Knock, knock. The most terrifying of all terrifying nights is here, and they are back, ready to make your skin crawl.
But first, rewind exactly one year. Enter the newly restored 1920s cinema at Frogner in Oslo. Frescoed stars, cobweb, myrrh, and pumpkins. On the big screen: John Carpenter’s cult classic Halloween (1978). In the pit: Ulver, performing a reimagined version of the iconic score. A surprising and timely one-off right before the capital city shut down for real.
After the lights were turned off that evening, the All Hallows’ Eve quartet – Ole Alexander Halstensgård, Kristoffer Rygg, Tore Ylwizaker and Stian Westerhus – went full isolation in their studio below the haunted hill, fantasizing about bygone nights of slasher, exploitation, and giallo. Three or four months went by, the band returned to the living, and sent their radiophonic workshop experiments off to the Dogs of Doom, France, where friend and fellow film freak, Carpenter Brut did a razor-sharp mix before taking it to Thibault Chaumont (Deviant Lab) for the master.

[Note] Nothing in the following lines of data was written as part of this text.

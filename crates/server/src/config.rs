//! Runtime configuration from the environment.

use std::env;

use tracing::warn;

/// All tunables the server reads at boot. Everything is optional and
/// clamped to a sane range.
#[derive(Debug, Clone)]
pub struct RuntimeConfig {
    /// Simulation rate, ticks per second.
    pub tick_hz: i32,
    /// Spectator broadcast rate, snapshots per second.
    pub spectator_hz: i32,
    /// Reserved player-facing rate; reported by `/game/runtime`.
    pub player_hz: i32,
    pub enable_broadcast: bool,
    pub debug_tps: bool,

    pub width: i32,
    pub height: i32,
    pub max_snakes_per_user: usize,

    pub bind_host: String,
    pub bind_port: u16,

    pub chunk_size: i32,
    pub single_chunk_mode: bool,
    pub aoi_enabled: bool,
    pub aoi_radius: i32,
}

impl Default for RuntimeConfig {
    fn default() -> Self {
        Self {
            tick_hz: 10,
            spectator_hz: 10,
            player_hz: 10,
            enable_broadcast: true,
            debug_tps: false,
            width: 40,
            height: 20,
            max_snakes_per_user: 3,
            bind_host: "127.0.0.1".to_string(),
            bind_port: 8080,
            chunk_size: 64,
            single_chunk_mode: true,
            aoi_enabled: false,
            aoi_radius: 1,
        }
    }
}

impl RuntimeConfig {
    /// Builds configuration from environment variables, falling back to
    /// defaults and clamping out-of-range values.
    pub fn from_env() -> Self {
        let mut cfg = Self::default();

        cfg.tick_hz = env_int("TICK_HZ", cfg.tick_hz).clamp(5, 60);
        cfg.spectator_hz = env_int("SPECTATOR_HZ", cfg.spectator_hz).clamp(1, 60);
        cfg.player_hz = env_int("PLAYER_HZ", cfg.player_hz).clamp(1, 60);
        cfg.enable_broadcast = env_bool("ENABLE_BROADCAST", cfg.enable_broadcast);
        cfg.debug_tps = env_bool("DEBUG_TPS", cfg.debug_tps);
        if !has_env("DEBUG_TPS") {
            // Backward compatibility for deployments still setting LOG_HZ.
            cfg.debug_tps = env_bool("LOG_HZ", cfg.debug_tps);
        }

        // Backward compatibility with interval-based deployments.
        if !has_env("TICK_HZ") {
            let legacy_tick_ms = env_int("SNAKE_TICK_MS", -1);
            if legacy_tick_ms > 0 {
                let legacy_hz = (1000.0 / legacy_tick_ms as f64).round() as i32;
                cfg.tick_hz = legacy_hz.clamp(5, 60);
            }
        }

        cfg.width = env_int("SNAKE_W", cfg.width).max(10);
        cfg.height = env_int("SNAKE_H", cfg.height).max(10);
        cfg.max_snakes_per_user = env_int("SNAKE_MAX_PER_USER", cfg.max_snakes_per_user as i32)
            .max(1) as usize;

        if let Ok(host) = env::var("SERVER_BIND_HOST") {
            if !host.is_empty() {
                cfg.bind_host = host;
            }
        }
        cfg.bind_port = env_int("SERVER_BIND_PORT", cfg.bind_port as i32).max(1) as u16;

        cfg.chunk_size = env_int("CHUNK_SIZE", cfg.chunk_size).max(8);
        cfg.single_chunk_mode = env_bool("SINGLE_CHUNK_MODE", cfg.single_chunk_mode);
        cfg.aoi_enabled = env_bool("AOI_ENABLED", cfg.aoi_enabled);
        cfg.aoi_radius = env_int("AOI_RADIUS", cfg.aoi_radius).max(0);

        cfg
    }

    /// Tick interval, clamped to at least 1ms.
    pub fn tick_interval_ms(&self) -> u64 {
        ((1000.0 / self.tick_hz as f64).round() as u64).max(1)
    }

    /// Spectator broadcast interval, clamped to at least 1ms.
    pub fn spectator_interval_ms(&self) -> u64 {
        ((1000.0 / self.spectator_hz as f64).round() as u64).max(1)
    }
}

fn has_env(name: &str) -> bool {
    env::var(name).map(|v| !v.is_empty()).unwrap_or(false)
}

fn env_int(name: &str, default: i32) -> i32 {
    let Ok(raw) = env::var(name) else {
        return default;
    };
    if raw.is_empty() {
        return default;
    }
    match raw.trim().parse() {
        Ok(value) => value,
        Err(_) => {
            warn!(%raw, var = name, "invalid integer in environment; using default");
            default
        }
    }
}

fn env_bool(name: &str, default: bool) -> bool {
    let Ok(raw) = env::var(name) else {
        return default;
    };
    match raw.trim().to_ascii_lowercase().as_str() {
        "1" | "true" | "yes" | "on" => true,
        "0" | "false" | "no" | "off" => false,
        _ => default,
    }
}

#[cfg(test)]
mod tests {
    use super::*;

    #[test]
    fn intervals_derive_from_rates() {
        let mut cfg = RuntimeConfig::default();
        cfg.tick_hz = 10;
        cfg.spectator_hz = 60;
        assert_eq!(cfg.tick_interval_ms(), 100);
        assert_eq!(cfg.spectator_interval_ms(), 17);
    }

    #[test]
    fn defaults_are_in_range() {
        let cfg = RuntimeConfig::default();
        assert!((5..=60).contains(&cfg.tick_hz));
        assert!((1..=60).contains(&cfg.spectator_hz));
        assert!(cfg.width >= 10 && cfg.height >= 10);
        assert!(cfg.max_snakes_per_user >= 1);
        assert!(cfg.chunk_size >= 8);
    }
}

Scary Muzak, on one hand a homage to Carpenter’s themes – five out of twelve tracks are covers whereas the rest comes from the outer realms – and on the other zooming out on the aesthetics of the late ’70s and early ’80s popular culture. It is perhaps the Norwegians’ most hauntological moment, whirling up themes and moods, horrors and mysteries hidden in the foggy back alleys of your youth. Imagine the gloomy siblings of Les Humphries, Gert Wilden, and their respective orchestras, armed to their teeth with synths, pads, FX. Sometimes classy and chilling, other times amusingly smooth and sleazy, and at times outright beautiful in its suspense-filled vigour, Scary Muzak is an inspired, goblinesque addition to the ever-expanding Ulver catalogue. Interior films, remember?
It’s Halloween, and everyone’s entitled to one good scare.